Esta é a história do Veyron. E é essa combinação que dá trabalho para os engenheiros, porque você tenta alcançar uma longa durabilidade, qualidade, velocidade, luxo, dirigibilidade; você quer tudo e normalmente ninguém pode ter de tudo. Se você tenta conseguir todas essas coisas de um mesmo carro, é algo incrível. O Super Sport é um carro com garantia de três anos. Então não é como se você compra o carro, e depois de usá-lo por um dia ele se destrói. E é aí que o processo de engenharia fica difícil e caro.
Com o Super Sport, o engenheiro disse que precisávamos que o desenho seguisse as exigências da engenharia – mais potência, mais velocidade e torque – e o projetista seguiu os pedidos do engenheiro em termos de downforce, refrigeração [nota: as belas entradas de ar sobre o carro] e todo esse tipo de coisas, e então fizeram o carro. Foi um processo um pouco diferente do Veyron.
“O Veyron é um carro para o cotidiano, que você pode dirigir em meio ao congestionamento e a 400 km/h com a mesma facilidade.”
O objetivo para os engenheiros era fazer um Veyron com mais potência, mais velocidade, mais torque. É uma tarefa completamente diferente de dizer algo como, “certo, só quero alcançar o recorde de velocidade”, e você constrói um carro com toda a aerodinâmica e pensa tudo sob essa perspectiva. O Veyron é um carro para o cotidiano, que você pode dirigir em meio ao congestionamento em primeira marcha, e por outro lado, alcançar 400 km/h com a mesma facilidade. Com aquele carro, com aquele motor, com aquela transmissão, nós fizemos cerca de trinta testes a cerca de 420 km/h, para ter certeza. E o carro continuará a ser usado como um carro de testes. E eu perguntei [ao engenheiro], “mas não vai receber uma transmissão nova? Um motor novo?”

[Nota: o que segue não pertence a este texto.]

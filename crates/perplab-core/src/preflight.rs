//! Preflight: data-coverage and feasibility checks before a run.
//!
//! Checks for:
//! - OHLCV coverage per declared timeframe, window minus warmup
//! - 1-minute quote coverage over the whole window (>= 95% required)
//! - Warmup computability from the registries
//! - Window operators within the configured maximum (via rule compilation)
//! - Basic data quality (gaps, OHLC violations)
//!
//! Failures carry actionable diagnostics and map to process exit code 2.

use crate::error::{PerpLabError, Result};
use crate::feed::{Feed, MultiFeed};
use crate::play::Play;
use crate::rules::{compile_blocks, RuleLimits};
use crate::runner::compute_warmup;
use crate::structure::StructureEngine;
use crate::timeframe::TfRole;
use serde::Serialize;

/// Minimum acceptable 1-minute coverage over the trading window.
pub const MIN_QUOTE_COVERAGE: f64 = 0.95;

/// Coverage numbers for one feed role.
#[derive(Debug, Clone, PartialEq, Serialize)]
pub struct RoleCoverage {
    pub role: TfRole,
    pub tf: String,
    pub first_ts_open_ms: i64,
    pub last_ts_close_ms: i64,
    pub bars_present: usize,
    pub bars_expected: usize,
    pub coverage: f64,
    /// Interior gaps (missing bars between present neighbours).
    pub gap_bars: usize,
}

/// A data-quality finding that does not necessarily fail preflight.
#[derive(Debug, Clone, PartialEq, Serialize)]
pub enum QualityIssue {
    Gap {
        role: TfRole,
        after_ts_close_ms: i64,
        missing_bars: usize,
    },
    InvalidOhlc {
        role: TfRole,
        ts_open_ms: i64,
        reason: String,
    },
}

/// The preflight result for one (play, window) pair.
#[derive(Debug, Clone, PartialEq, Serialize)]
pub struct PreflightReport {
    pub play_id: String,
    pub symbol: String,
    pub window_start_ms: i64,
    pub window_end_ms: i64,
    pub warmup_bars: usize,
    pub warmup_start_ms: i64,
    pub roles: Vec<RoleCoverage>,
    pub quote_coverage: f64,
    pub issues: Vec<QualityIssue>,
    pub ok: bool,
}

/// Run every preflight check. Indicator columns are computed here (they
/// are needed to resolve rule paths and are reused by the run itself).
///
/// Returns the report on success; gate failures return a
/// [`PerpLabError::Preflight`] carrying the first actionable diagnostic.
pub fn run_preflight(
    play: &Play,
    feeds: &mut MultiFeed,
    window_start_ms: i64,
    window_end_ms: i64,
    limits: RuleLimits,
) -> Result<PreflightReport> {
    play.validate()?;

    if window_end_ms <= window_start_ms {
        return Err(PerpLabError::Preflight(format!(
            "window end {window_end_ms} is not after start {window_start_ms}"
        )));
    }

    // Prep indicators so that structures and rules can resolve columns.
    for (role, resolved) in play.resolved_features()? {
        let feed = feeds.feed_mut(role).ok_or_else(|| {
            PerpLabError::Config(format!(
                "feature '{}' declared on role {role} with no feed loaded",
                resolved.key
            ))
        })?;
        resolved.compute_into(feed)?;
    }

    // Warmup must be computable from the registries; rule compilation also
    // enforces the window-operator maximum.
    let structures = StructureEngine::from_decls(&play.structures, feeds.exec())?;
    let rules = compile_blocks(&play.blocks, feeds, &structures, limits)?;
    let warmup_bars = compute_warmup(play, feeds, &structures, &rules)?;
    let warmup_start_ms = window_start_ms - warmup_bars as i64 * feeds.exec().tf().duration_ms();

    let mut issues = Vec::new();
    let mut roles = Vec::new();

    for role in feeds.roles().collect::<Vec<_>>() {
        let feed = feeds.feed(role).expect("role listed by the store");
        // Every role must reach back through the warmup span; coarser-role
        // indicator warmups are already folded into the exec-bar count.
        let required_start = warmup_start_ms;
        let coverage = role_coverage(feed, role, required_start, window_end_ms, &mut issues)?;

        if coverage.first_ts_open_ms > required_start {
            return Err(PerpLabError::Preflight(format!(
                "{role} data starts at {} but warmup needs {} ({} bars before the window); \
                 extend the input range or reduce warmup",
                coverage.first_ts_open_ms, required_start, warmup_bars
            )));
        }
        if coverage.last_ts_close_ms < window_end_ms {
            return Err(PerpLabError::Preflight(format!(
                "{role} data ends at {} before the window end {window_end_ms}",
                coverage.last_ts_close_ms
            )));
        }

        roles.push(coverage);
    }

    // Dense 1-minute coverage gate over the whole window.
    let quote = feeds.quote();
    let window_minutes = ((window_end_ms - window_start_ms) / 60_000) as usize;
    let present = count_bars_between(quote, window_start_ms, window_end_ms);
    let quote_coverage = if window_minutes > 0 {
        present as f64 / window_minutes as f64
    } else {
        0.0
    };
    if quote_coverage < MIN_QUOTE_COVERAGE {
        return Err(PerpLabError::Preflight(format!(
            "1-minute coverage {:.2}% is below the {:.0}% gate ({present} of {window_minutes} \
             minutes); run data sync or shrink the window",
            quote_coverage * 100.0,
            MIN_QUOTE_COVERAGE * 100.0
        )));
    }

    Ok(PreflightReport {
        play_id: play.id.clone(),
        symbol: play.symbol.clone(),
        window_start_ms,
        window_end_ms,
        warmup_bars,
        warmup_start_ms,
        roles,
        quote_coverage,
        issues,
        ok: true,
    })
}

fn role_coverage(
    feed: &Feed,
    role: TfRole,
    from_ms: i64,
    to_ms: i64,
    issues: &mut Vec<QualityIssue>,
) -> Result<RoleCoverage> {
    if feed.is_empty() {
        return Err(PerpLabError::Preflight(format!("{role} feed is empty")));
    }

    let tf_ms = feed.tf().duration_ms();
    let first = feed.first_ts_open().expect("non-empty");
    let last = feed.last_ts_close().expect("non-empty");

    // Interior gaps and shape checks over the requested range.
    let mut gap_bars = 0usize;
    let mut prev_close: Option<i64> = None;
    let mut present = 0usize;
    for idx in 0..feed.len() {
        let bar = feed.bar(idx);
        if bar.ts_close_ms <= from_ms || bar.ts_open_ms >= to_ms {
            continue;
        }
        present += 1;

        if let Err(e) = bar.validate(feed.tf()) {
            issues.push(QualityIssue::InvalidOhlc {
                role,
                ts_open_ms: bar.ts_open_ms,
                reason: e.to_string(),
            });
        }

        if let Some(prev) = prev_close {
            if bar.ts_open_ms > prev {
                let missing = ((bar.ts_open_ms - prev) / tf_ms) as usize;
                gap_bars += missing;
                issues.push(QualityIssue::Gap {
                    role,
                    after_ts_close_ms: prev,
                    missing_bars: missing,
                });
            }
        }
        prev_close = Some(bar.ts_close_ms);
    }

    let span_start = from_ms.max(first);
    let expected = (((to_ms - span_start).max(0)) / tf_ms) as usize;
    let coverage = if expected > 0 {
        present as f64 / expected as f64
    } else {
        1.0
    };

    Ok(RoleCoverage {
        role,
        tf: feed.tf().label(),
        first_ts_open_ms: first,
        last_ts_close_ms: last,
        bars_present: present,
        bars_expected: expected,
        coverage,
        gap_bars,
    })
}

fn count_bars_between(feed: &Feed, from_ms: i64, to_ms: i64) -> usize {
    (0..feed.len())
        .filter(|&i| {
            let open = feed.ts_open(i);
            open >= from_ms && open < to_ms
        })
        .count()
}
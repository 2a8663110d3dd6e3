//! Compiles declarative block specs into the typed AST.
//!
//! All name resolution and operator checking happens here, before any bar
//! is processed: unknown feature keys, unknown setup references, float `eq`
//! and over-long windows are configuration errors, not runtime surprises.

use crate::error::{PerpLabError, Result};
use crate::feed::MultiFeed;
use crate::hashing::hash_canonical;
use crate::rules::ast::{
    CmpOp, CompiledBlock, CompiledIntent, CompiledRules, Expr, MetadataBinding, Operand,
    WindowAggregate, WindowSampling,
};
use crate::rules::spec::{BlockSpec, ExprSpec, IntentSpec, MetadataSpec, OperandSpec};
use crate::snapshot::{PathRef, PathResolver};
use crate::structure::{FieldClass, StructureEngine};
use crate::timeframe::{TfRole, Timeframe};

/// Compile-time limits on rule shapes.
#[derive(Debug, Clone, Copy)]
pub struct RuleLimits {
    /// Longest window any operator may cover, in minutes.
    pub max_window_minutes: usize,
}

impl Default for RuleLimits {
    fn default() -> Self {
        Self {
            max_window_minutes: 24 * 60,
        }
    }
}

Eu preferia começar com algo novo, zerado. Mas não foi um problema.
O mesmo aconteceu com os pneus. É um conjunto normal [de fábrica]. [Michelin PAX “run-flat” 245/690 R 520 (dianteiros) 365/710 R 540 (traseiros) – Ed.] Quando se alcança este tipo de velocidade extrema, a durabilidade do pneu é bem curta, não apenas em termos de desgaste como em termos de estrutura. E no dia anterior fiz cerca de cinco testes, e no dia seguinte tinha que usar os mesmos pneus. E eu disse, “você não acha que precisamos trocar os pneus?” E o engenheiro disse não, nós sabemos a margem de segurança dos pneus, então não precisamos trocá-los. Para mim, aquilo foi incrível, mas também muito, muito estressante.
Então, que tal 480 km/h. Você toparia?
Com tudo o que senti semana passada, eu diria que não é para mim. Acho que cheguei ao meu limite.
Se você pudesse ter qualquer Veyron que quisesse, com qualquer combinação de cores, qual seria?
Você não pode comparar o Super Sport. É algo que faz o Veyron não se destacar, o que é incrível. Eu sempre disse que o Veyron é como outro planeta. Mas agora estou sem palavras para explicar o que é o Super Sport. Entre o Veyron nós temos uma série em carbono preto, apenas 15 unidades, preto com o interior laranja [Sang Noir – Ed.] e o visual do carbono preto, rodas grandes, o mais esportivo que já vi. Seria esse.
Este texto foi publicado originalmente na 0-60 Magazine no dia primeiro de julho de 2010.